BEGIN
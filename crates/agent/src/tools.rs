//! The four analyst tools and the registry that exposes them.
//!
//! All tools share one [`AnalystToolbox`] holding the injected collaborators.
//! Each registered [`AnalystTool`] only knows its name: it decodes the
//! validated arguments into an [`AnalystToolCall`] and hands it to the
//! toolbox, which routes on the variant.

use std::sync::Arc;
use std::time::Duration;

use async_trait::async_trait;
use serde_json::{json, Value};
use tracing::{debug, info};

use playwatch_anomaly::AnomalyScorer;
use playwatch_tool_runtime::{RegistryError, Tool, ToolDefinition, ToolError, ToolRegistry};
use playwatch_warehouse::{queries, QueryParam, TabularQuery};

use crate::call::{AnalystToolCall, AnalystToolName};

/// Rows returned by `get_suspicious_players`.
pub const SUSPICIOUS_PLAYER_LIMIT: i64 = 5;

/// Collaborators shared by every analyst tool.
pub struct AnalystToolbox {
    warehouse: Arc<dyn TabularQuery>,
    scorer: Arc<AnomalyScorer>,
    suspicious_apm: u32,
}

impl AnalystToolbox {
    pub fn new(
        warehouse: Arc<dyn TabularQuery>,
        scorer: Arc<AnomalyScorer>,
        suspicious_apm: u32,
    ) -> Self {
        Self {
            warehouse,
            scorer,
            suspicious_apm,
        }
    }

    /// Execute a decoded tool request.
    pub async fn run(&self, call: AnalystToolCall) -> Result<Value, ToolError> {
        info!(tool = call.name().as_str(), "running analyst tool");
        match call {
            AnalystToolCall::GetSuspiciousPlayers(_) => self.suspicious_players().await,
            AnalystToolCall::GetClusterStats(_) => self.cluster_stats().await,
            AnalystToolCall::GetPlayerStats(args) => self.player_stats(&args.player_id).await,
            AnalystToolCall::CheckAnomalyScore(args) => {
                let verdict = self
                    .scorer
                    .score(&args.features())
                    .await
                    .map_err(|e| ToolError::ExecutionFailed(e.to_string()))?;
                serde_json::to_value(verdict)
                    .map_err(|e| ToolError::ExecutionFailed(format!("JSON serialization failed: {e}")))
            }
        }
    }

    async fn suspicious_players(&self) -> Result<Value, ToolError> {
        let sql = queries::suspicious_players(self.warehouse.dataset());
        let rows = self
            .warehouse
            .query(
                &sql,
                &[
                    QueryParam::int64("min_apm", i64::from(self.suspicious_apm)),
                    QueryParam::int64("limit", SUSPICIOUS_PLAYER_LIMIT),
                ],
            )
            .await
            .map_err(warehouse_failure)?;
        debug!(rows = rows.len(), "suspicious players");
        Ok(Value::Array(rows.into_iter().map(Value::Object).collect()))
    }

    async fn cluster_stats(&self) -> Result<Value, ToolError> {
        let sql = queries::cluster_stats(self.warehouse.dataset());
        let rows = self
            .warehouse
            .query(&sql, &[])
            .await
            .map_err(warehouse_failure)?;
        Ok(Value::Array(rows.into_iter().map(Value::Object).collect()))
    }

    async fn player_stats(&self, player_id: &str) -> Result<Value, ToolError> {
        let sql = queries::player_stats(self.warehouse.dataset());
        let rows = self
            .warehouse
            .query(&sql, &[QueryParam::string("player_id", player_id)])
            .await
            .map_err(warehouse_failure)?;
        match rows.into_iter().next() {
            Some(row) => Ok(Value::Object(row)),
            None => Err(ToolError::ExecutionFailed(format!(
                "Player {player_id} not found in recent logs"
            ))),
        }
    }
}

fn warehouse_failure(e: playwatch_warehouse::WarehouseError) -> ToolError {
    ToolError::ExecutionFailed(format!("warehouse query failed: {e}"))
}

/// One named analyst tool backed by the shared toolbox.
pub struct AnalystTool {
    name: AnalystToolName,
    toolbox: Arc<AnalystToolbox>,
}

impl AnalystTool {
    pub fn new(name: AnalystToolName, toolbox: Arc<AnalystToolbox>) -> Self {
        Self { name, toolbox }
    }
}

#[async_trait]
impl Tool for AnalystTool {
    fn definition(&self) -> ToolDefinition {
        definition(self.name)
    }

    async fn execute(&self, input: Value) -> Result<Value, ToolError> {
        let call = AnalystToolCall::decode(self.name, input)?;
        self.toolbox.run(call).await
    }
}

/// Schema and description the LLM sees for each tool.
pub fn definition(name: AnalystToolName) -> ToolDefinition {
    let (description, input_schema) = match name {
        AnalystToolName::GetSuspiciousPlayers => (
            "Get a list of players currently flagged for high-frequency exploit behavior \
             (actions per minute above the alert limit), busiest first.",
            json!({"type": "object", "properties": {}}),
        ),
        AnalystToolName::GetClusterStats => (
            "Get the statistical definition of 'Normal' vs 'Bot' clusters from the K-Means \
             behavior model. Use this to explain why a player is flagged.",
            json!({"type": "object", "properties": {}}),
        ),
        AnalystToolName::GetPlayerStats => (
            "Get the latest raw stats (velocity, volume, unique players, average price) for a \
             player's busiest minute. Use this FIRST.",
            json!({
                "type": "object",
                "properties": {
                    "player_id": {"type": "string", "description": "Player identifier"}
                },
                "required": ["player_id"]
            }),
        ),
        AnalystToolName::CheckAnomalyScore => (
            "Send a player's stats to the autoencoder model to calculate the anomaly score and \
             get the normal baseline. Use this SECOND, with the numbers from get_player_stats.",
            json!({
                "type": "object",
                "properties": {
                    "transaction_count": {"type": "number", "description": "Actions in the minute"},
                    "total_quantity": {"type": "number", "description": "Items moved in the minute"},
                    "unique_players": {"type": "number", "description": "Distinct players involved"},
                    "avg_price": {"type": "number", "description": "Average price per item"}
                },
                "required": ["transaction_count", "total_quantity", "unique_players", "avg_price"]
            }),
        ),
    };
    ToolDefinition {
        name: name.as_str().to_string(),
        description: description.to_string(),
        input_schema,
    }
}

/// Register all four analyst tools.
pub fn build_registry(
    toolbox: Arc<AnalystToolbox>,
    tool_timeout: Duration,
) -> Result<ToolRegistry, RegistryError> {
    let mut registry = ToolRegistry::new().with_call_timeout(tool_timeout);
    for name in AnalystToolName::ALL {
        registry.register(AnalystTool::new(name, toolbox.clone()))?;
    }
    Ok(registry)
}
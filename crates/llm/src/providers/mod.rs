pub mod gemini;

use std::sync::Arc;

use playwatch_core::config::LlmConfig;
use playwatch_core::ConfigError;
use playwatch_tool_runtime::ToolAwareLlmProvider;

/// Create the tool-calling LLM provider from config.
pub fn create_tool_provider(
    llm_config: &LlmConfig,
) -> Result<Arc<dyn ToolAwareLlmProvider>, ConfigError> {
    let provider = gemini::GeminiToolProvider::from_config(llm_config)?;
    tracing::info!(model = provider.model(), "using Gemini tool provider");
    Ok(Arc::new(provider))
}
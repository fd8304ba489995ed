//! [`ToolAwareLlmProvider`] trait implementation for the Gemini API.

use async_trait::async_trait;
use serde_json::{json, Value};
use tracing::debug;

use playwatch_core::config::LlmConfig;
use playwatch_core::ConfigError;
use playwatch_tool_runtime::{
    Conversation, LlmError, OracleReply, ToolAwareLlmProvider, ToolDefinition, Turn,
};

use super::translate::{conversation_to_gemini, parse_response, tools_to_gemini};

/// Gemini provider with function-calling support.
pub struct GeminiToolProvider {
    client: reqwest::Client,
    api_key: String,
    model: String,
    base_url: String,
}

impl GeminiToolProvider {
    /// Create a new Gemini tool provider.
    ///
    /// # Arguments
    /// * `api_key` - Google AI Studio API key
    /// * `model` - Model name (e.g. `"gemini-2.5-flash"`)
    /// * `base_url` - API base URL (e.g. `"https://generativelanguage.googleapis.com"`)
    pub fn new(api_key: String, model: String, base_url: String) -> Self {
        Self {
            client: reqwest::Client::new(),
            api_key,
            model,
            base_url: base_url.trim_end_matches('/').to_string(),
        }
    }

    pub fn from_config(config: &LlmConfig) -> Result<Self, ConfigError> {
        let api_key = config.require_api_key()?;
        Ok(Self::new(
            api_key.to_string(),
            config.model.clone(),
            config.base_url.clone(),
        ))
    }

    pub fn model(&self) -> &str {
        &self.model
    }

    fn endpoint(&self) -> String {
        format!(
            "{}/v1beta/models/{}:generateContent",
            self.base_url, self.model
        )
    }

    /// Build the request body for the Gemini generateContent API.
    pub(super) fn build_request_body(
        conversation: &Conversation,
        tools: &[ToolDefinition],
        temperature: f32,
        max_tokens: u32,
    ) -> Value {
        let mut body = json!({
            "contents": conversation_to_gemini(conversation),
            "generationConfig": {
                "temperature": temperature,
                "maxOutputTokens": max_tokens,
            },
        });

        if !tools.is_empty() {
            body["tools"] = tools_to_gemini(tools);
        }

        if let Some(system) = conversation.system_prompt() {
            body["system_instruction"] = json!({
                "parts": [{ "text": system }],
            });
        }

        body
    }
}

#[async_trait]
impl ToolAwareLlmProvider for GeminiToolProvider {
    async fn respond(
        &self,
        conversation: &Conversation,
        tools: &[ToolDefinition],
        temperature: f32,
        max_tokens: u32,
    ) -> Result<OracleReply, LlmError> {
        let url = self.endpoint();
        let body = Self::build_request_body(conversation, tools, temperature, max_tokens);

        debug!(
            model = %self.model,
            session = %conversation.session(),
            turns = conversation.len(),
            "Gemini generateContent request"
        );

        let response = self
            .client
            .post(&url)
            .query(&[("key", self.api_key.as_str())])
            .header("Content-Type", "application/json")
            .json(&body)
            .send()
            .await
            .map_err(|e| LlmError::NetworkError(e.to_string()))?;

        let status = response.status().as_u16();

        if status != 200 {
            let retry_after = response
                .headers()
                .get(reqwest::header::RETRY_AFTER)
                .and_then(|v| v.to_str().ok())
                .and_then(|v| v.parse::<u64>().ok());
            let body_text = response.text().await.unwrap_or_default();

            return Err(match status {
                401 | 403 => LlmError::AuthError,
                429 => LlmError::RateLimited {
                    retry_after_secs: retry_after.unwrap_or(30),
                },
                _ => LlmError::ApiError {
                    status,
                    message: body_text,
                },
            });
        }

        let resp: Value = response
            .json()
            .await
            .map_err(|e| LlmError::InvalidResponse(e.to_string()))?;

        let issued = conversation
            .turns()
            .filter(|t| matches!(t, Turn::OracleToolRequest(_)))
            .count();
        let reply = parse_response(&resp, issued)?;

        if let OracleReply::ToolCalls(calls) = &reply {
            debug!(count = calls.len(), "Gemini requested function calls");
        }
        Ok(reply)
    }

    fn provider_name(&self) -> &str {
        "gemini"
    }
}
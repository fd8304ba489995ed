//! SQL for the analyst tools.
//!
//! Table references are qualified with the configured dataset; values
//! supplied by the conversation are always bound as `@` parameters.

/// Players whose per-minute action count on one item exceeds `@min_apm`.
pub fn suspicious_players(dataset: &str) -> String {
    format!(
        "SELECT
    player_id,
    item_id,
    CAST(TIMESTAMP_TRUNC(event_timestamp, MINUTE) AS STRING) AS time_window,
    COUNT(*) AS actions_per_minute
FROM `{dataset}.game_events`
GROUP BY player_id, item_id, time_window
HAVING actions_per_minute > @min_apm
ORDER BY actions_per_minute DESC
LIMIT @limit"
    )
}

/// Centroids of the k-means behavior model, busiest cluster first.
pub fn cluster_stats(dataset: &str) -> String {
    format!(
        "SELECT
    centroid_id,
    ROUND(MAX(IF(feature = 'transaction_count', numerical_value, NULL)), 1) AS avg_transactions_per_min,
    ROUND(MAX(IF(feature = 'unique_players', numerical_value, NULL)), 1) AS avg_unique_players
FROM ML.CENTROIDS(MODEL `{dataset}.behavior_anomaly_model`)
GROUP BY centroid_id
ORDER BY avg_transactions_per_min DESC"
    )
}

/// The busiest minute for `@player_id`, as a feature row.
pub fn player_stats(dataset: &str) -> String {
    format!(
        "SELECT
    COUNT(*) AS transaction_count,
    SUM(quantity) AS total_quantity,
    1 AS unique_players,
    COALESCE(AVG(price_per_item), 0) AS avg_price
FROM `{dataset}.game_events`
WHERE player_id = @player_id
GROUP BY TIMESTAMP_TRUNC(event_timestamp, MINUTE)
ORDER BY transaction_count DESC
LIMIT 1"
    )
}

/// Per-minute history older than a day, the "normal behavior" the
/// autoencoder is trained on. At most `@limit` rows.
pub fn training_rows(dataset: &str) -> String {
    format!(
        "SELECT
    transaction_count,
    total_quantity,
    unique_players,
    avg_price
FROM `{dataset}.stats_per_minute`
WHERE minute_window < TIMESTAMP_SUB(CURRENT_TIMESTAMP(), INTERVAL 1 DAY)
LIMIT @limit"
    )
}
END
From the material above, retype precisely the lines between the line holding "let mut body" and the line holding "let url = self.endpoint();", inclusive, and nothing beyond them.

        let mut body = json!({
            "contents": conversation_to_gemini(conversation),
            "generationConfig": {
                "temperature": temperature,
                "maxOutputTokens": max_tokens,
            },
        });

        if !tools.is_empty() {
            body["tools"] = tools_to_gemini(tools);
        }

        if let Some(system) = conversation.system_prompt() {
            body["system_instruction"] = json!({
                "parts": [{ "text": system }],
            });
        }

        body
    }
}

#[async_trait]
impl ToolAwareLlmProvider for GeminiToolProvider {
    async fn respond(
        &self,
        conversation: &Conversation,
        tools: &[ToolDefinition],
        temperature: f32,
        max_tokens: u32,
    ) -> Result<OracleReply, LlmError> {
        let url = self.endpoint();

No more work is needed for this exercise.